#### TASK TO COMPLETE
Within the records that follow, find every line containing the string "async". Copy those lines.

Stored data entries
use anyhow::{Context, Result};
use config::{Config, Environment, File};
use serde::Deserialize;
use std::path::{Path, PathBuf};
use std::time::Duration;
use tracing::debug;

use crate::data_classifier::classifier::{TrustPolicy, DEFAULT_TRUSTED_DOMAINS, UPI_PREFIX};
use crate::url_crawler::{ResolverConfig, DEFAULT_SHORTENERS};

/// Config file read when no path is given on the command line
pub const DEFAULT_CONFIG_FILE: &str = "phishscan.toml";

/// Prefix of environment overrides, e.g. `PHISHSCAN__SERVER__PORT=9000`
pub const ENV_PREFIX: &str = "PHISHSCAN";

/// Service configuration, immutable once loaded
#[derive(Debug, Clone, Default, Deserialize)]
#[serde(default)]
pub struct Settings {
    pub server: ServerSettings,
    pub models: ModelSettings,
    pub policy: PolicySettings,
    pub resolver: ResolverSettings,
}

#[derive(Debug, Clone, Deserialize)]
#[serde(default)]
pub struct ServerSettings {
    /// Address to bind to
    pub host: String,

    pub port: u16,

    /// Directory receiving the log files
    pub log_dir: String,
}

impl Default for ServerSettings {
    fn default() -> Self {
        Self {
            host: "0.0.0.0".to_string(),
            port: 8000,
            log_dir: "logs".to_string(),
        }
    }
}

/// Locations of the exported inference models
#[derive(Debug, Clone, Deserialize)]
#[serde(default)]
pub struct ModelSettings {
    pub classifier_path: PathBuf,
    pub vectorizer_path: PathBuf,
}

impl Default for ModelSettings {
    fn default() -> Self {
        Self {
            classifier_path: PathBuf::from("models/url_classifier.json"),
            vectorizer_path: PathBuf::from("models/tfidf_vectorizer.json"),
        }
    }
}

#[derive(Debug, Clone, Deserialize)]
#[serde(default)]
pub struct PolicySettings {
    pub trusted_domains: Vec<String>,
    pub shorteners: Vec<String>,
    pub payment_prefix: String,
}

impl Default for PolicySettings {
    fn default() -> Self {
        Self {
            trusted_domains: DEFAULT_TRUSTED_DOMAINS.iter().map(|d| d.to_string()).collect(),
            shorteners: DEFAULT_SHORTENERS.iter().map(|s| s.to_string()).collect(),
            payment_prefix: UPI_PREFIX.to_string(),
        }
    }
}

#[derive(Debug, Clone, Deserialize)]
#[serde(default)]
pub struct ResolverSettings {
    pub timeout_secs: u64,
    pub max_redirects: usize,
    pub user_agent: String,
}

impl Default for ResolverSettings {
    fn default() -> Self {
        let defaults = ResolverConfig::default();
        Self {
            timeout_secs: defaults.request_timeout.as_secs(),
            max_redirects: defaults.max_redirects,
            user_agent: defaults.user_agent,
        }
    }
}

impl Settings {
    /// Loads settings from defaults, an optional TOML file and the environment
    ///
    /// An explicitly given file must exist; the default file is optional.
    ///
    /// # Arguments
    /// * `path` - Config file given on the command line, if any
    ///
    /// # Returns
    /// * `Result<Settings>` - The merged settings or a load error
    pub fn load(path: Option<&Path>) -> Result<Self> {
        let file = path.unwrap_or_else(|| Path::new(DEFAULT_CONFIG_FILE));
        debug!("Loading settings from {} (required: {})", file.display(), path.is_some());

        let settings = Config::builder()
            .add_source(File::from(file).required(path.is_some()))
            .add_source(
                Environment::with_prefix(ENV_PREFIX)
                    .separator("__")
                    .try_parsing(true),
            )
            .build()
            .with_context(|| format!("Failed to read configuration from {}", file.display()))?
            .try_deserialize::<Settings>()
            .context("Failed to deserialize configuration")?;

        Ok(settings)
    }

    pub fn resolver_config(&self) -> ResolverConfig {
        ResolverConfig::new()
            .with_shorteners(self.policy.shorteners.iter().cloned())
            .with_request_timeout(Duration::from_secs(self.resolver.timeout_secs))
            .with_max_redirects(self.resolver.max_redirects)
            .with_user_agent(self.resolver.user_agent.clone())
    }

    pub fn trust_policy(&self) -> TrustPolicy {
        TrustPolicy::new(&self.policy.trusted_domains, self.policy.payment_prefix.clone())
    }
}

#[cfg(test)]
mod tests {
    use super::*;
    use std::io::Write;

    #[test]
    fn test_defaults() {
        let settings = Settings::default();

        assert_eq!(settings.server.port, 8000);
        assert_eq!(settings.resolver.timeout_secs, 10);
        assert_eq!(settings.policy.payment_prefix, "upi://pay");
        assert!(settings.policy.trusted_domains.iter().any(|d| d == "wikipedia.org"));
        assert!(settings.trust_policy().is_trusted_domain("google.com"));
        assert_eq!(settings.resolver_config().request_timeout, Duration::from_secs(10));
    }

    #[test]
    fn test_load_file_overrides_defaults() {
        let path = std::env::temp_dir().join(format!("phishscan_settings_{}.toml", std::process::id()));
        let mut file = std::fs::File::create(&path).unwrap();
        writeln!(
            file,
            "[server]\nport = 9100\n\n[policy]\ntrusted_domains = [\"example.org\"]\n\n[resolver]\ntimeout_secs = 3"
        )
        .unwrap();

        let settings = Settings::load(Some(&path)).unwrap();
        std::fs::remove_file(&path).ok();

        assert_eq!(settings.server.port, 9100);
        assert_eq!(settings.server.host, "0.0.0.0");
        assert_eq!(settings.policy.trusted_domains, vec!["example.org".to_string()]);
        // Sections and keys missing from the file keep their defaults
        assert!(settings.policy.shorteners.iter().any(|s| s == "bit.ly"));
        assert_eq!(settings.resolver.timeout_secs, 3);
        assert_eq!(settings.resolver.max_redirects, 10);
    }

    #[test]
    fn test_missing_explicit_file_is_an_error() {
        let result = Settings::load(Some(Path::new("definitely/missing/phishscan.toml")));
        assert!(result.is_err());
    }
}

--

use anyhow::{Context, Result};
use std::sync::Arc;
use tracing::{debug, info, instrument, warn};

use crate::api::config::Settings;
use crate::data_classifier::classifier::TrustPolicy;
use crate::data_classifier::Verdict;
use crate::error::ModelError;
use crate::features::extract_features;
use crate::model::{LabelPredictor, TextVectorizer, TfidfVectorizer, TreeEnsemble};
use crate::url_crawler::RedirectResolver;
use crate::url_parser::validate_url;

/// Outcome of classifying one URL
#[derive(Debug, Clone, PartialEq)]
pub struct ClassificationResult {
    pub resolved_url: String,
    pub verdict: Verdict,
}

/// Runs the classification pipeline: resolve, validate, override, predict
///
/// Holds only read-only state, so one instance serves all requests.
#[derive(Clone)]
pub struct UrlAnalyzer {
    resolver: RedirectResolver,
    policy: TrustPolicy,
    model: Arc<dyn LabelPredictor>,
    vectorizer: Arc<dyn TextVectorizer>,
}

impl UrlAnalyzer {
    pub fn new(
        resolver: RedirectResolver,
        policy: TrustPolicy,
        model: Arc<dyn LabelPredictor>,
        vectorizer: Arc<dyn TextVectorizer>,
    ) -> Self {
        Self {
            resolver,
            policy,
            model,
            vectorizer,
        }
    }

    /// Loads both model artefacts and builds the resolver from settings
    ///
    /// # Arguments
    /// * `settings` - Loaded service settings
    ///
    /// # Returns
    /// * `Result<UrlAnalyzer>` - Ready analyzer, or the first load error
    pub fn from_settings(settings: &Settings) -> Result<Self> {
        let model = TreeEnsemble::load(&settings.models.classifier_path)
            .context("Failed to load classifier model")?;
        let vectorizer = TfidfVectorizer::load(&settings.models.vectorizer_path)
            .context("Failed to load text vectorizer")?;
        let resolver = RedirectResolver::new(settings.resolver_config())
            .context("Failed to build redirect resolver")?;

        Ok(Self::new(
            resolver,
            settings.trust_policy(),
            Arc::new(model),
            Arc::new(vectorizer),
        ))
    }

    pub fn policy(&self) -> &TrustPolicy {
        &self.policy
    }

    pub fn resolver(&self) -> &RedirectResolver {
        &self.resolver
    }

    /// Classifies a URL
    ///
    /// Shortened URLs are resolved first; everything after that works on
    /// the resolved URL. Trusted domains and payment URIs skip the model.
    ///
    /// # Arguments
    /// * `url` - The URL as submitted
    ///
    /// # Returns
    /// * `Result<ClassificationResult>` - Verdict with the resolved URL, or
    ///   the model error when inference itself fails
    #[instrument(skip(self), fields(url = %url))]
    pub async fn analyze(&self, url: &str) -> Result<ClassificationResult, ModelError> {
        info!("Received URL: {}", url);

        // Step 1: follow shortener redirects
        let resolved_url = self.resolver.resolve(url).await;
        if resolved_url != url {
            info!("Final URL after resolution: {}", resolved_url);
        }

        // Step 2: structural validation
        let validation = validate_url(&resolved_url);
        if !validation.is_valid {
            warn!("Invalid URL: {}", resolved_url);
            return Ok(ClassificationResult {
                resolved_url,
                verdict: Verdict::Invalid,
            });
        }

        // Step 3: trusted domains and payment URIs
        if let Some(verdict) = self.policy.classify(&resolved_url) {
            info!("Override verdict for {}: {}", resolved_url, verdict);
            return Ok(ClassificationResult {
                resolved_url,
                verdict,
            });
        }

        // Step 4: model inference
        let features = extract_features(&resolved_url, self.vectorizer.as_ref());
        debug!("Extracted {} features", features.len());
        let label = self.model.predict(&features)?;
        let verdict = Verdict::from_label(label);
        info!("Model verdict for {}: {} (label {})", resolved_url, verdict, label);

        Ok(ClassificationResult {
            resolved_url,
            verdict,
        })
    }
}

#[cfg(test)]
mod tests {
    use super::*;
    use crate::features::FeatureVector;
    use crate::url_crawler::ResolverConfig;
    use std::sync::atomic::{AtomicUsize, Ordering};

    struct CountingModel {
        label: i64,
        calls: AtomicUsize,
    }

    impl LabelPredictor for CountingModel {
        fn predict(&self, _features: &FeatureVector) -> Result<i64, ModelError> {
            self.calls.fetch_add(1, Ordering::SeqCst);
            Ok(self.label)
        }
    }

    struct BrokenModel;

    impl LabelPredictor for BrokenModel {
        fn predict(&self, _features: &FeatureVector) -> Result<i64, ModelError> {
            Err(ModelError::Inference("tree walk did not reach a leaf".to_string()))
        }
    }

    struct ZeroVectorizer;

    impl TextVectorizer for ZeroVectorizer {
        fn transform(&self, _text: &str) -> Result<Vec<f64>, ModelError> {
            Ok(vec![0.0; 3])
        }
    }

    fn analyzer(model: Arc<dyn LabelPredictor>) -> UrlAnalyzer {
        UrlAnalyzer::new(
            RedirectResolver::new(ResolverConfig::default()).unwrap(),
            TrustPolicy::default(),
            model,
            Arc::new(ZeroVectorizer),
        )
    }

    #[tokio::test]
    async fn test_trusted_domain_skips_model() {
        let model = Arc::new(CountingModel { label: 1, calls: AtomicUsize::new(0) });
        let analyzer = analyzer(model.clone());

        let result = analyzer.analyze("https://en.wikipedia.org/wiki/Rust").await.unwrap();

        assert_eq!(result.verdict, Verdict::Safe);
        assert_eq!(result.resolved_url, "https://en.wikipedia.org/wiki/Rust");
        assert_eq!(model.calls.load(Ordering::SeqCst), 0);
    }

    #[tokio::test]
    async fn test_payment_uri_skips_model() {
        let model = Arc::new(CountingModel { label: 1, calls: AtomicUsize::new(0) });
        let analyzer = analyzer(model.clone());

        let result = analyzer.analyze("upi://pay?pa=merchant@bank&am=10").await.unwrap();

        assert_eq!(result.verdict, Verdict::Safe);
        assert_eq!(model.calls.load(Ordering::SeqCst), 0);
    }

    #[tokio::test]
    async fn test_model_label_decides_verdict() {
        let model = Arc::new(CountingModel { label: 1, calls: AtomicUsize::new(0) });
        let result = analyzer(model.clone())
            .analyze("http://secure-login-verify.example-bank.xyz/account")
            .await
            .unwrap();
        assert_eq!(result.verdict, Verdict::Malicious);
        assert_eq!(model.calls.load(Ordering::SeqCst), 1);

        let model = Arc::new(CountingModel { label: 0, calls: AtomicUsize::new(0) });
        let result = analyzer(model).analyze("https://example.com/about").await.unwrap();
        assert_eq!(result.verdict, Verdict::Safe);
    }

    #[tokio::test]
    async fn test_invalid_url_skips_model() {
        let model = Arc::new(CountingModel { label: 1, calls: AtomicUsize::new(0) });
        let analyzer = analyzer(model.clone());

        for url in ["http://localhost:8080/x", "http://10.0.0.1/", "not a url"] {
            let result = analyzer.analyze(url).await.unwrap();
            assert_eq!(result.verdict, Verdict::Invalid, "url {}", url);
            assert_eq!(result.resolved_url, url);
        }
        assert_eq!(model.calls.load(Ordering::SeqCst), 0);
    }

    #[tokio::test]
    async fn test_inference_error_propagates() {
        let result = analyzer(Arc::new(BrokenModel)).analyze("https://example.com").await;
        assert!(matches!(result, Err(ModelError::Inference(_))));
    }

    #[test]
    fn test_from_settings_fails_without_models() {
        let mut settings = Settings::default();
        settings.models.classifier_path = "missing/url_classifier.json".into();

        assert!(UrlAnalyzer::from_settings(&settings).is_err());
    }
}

#### SOLUTION FOR THIS TASK
    pub async fn analyze(&self, url: &str) -> Result<ClassificationResult, ModelError> {
    async fn test_trusted_domain_skips_model() {
    async fn test_payment_uri_skips_model() {
    async fn test_model_label_decides_verdict() {
    async fn test_invalid_url_skips_model() {
    async fn test_inference_error_propagates() {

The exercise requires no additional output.